[[ RECORDS open ]]

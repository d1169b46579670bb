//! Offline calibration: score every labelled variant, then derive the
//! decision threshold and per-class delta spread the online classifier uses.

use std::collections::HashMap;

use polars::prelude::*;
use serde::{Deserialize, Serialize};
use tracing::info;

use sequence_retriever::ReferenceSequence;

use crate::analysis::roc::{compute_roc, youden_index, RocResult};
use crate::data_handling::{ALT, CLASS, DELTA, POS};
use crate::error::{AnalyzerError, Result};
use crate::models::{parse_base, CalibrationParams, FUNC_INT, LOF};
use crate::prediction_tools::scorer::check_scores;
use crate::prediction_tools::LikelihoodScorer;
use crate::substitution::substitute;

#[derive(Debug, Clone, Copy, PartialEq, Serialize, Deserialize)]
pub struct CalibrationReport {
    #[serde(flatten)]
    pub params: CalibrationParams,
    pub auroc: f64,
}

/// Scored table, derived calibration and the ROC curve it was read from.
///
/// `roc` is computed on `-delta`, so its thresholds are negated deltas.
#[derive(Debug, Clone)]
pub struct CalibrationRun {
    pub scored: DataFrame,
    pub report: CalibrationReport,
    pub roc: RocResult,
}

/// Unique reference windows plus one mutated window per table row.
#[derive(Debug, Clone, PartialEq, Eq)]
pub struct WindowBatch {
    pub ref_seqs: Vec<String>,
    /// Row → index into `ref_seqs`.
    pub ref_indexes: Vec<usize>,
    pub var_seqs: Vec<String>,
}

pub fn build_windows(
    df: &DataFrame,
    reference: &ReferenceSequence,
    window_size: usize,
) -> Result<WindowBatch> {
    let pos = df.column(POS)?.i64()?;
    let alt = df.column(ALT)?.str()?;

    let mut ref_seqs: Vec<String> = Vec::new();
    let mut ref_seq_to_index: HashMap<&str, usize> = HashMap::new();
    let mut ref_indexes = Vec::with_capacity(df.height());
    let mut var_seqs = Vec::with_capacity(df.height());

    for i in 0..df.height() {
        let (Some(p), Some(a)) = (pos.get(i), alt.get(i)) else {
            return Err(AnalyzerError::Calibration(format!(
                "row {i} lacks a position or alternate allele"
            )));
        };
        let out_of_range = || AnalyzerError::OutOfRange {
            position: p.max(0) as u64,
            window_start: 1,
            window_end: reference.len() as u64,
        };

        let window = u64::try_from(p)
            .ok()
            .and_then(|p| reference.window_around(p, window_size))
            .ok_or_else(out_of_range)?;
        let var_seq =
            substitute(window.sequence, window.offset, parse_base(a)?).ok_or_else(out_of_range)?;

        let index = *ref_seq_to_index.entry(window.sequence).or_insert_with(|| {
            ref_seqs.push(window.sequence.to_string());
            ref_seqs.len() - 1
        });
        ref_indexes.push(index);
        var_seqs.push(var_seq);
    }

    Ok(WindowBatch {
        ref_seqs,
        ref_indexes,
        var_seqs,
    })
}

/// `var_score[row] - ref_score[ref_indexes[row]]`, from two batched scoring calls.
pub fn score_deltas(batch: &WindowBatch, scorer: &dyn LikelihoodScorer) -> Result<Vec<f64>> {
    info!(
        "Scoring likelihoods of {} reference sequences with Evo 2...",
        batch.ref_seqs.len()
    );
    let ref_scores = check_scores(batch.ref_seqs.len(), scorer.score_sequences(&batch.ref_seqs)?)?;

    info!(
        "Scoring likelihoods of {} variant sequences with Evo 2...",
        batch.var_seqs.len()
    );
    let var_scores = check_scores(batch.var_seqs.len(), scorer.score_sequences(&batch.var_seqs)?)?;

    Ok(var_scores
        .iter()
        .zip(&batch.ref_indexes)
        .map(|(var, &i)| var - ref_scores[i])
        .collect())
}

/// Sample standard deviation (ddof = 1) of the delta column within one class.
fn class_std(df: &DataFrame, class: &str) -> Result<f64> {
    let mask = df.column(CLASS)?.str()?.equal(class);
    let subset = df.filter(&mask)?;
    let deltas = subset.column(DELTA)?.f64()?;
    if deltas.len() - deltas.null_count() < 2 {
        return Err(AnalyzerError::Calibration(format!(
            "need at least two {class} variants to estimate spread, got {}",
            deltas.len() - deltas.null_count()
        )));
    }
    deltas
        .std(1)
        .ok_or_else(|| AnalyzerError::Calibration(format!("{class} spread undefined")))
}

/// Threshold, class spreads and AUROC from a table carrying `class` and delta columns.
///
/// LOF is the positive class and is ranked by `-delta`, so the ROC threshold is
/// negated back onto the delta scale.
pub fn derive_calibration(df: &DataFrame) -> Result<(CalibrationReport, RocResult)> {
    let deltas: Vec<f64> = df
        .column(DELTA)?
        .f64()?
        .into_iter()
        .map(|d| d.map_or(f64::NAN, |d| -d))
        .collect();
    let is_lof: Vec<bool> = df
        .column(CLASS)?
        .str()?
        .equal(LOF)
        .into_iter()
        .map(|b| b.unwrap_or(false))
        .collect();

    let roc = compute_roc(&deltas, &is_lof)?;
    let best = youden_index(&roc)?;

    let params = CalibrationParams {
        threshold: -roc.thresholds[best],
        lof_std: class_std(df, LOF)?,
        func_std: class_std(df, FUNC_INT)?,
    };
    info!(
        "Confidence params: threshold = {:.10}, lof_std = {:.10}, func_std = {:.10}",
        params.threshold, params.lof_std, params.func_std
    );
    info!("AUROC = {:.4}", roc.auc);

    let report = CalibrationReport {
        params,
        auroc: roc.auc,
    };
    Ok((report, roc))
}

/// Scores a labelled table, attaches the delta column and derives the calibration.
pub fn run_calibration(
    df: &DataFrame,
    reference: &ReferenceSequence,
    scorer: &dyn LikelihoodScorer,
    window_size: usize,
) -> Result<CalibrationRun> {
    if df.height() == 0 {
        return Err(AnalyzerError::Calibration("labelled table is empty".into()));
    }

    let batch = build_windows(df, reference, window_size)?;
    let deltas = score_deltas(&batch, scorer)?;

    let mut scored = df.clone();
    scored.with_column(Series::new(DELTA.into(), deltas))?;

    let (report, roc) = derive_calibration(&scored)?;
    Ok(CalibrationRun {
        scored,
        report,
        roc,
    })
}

[[ RECORDS closed ]]
[[ RECORDS open ]]

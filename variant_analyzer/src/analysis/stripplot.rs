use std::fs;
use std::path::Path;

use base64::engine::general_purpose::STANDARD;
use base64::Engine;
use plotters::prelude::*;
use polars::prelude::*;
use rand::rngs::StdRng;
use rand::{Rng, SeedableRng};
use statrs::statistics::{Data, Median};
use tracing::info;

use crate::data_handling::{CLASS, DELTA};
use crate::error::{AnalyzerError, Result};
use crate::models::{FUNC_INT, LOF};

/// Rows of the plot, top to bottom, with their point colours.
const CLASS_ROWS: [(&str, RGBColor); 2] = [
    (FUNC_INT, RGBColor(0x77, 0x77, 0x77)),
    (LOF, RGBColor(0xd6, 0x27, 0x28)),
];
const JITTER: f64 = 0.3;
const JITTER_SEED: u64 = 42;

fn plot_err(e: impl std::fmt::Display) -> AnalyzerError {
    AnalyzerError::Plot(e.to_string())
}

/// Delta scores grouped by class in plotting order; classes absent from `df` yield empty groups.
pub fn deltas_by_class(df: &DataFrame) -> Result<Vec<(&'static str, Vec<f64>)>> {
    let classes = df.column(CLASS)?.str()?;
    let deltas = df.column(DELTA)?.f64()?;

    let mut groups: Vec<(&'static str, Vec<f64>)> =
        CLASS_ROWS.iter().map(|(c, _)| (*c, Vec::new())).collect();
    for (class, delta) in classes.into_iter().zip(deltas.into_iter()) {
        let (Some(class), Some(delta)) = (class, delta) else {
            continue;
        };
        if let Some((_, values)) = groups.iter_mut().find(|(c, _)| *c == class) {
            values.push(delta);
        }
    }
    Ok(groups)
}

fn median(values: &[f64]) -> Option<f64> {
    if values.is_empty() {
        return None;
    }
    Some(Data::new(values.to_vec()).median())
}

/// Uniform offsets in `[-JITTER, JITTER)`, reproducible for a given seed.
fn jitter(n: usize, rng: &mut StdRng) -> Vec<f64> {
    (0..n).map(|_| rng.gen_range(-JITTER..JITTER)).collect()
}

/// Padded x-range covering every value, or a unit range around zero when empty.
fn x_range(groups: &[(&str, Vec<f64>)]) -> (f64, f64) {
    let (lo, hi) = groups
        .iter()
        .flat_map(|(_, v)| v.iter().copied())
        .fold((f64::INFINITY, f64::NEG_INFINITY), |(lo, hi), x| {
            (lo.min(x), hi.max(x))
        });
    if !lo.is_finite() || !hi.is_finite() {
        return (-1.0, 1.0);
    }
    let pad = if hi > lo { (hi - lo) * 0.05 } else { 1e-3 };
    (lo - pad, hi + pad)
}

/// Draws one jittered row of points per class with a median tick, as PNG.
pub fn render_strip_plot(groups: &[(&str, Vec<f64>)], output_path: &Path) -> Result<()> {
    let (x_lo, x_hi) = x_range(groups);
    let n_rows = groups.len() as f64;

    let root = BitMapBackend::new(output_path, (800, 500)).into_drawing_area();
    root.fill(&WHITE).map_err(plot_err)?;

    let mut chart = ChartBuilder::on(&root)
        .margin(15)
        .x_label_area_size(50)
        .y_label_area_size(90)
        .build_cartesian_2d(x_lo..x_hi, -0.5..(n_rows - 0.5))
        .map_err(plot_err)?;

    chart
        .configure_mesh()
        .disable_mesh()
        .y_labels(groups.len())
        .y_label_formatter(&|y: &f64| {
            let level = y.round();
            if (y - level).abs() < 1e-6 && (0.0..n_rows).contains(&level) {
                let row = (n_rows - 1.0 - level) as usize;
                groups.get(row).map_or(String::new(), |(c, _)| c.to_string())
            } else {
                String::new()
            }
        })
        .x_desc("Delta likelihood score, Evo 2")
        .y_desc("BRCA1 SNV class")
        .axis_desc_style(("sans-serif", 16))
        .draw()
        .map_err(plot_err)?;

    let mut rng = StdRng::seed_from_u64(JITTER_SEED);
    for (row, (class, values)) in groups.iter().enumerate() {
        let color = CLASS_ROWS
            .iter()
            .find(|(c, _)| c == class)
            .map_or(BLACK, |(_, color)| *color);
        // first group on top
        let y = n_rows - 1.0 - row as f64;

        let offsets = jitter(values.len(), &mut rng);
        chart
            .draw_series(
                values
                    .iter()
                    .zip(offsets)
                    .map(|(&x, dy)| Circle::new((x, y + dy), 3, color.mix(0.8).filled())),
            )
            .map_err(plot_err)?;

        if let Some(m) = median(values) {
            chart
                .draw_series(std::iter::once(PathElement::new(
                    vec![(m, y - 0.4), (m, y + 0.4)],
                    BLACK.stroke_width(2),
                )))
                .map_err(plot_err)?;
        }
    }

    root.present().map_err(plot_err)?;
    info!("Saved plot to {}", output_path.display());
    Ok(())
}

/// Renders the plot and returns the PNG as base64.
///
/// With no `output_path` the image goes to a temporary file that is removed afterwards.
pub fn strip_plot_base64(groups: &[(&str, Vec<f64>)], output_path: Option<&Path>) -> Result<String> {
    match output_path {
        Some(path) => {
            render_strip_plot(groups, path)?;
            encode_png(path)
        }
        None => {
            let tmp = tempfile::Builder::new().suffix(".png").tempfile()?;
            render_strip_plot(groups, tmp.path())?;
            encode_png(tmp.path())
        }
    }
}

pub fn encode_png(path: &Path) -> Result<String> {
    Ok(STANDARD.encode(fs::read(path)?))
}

[[ RECORDS closed ]]

» TASK DETAILS
Copy each line above where the string "best" occurs.

» EXERCISE SOLUTION
    let best = youden_index(&roc)?;
        threshold: -roc.thresholds[best],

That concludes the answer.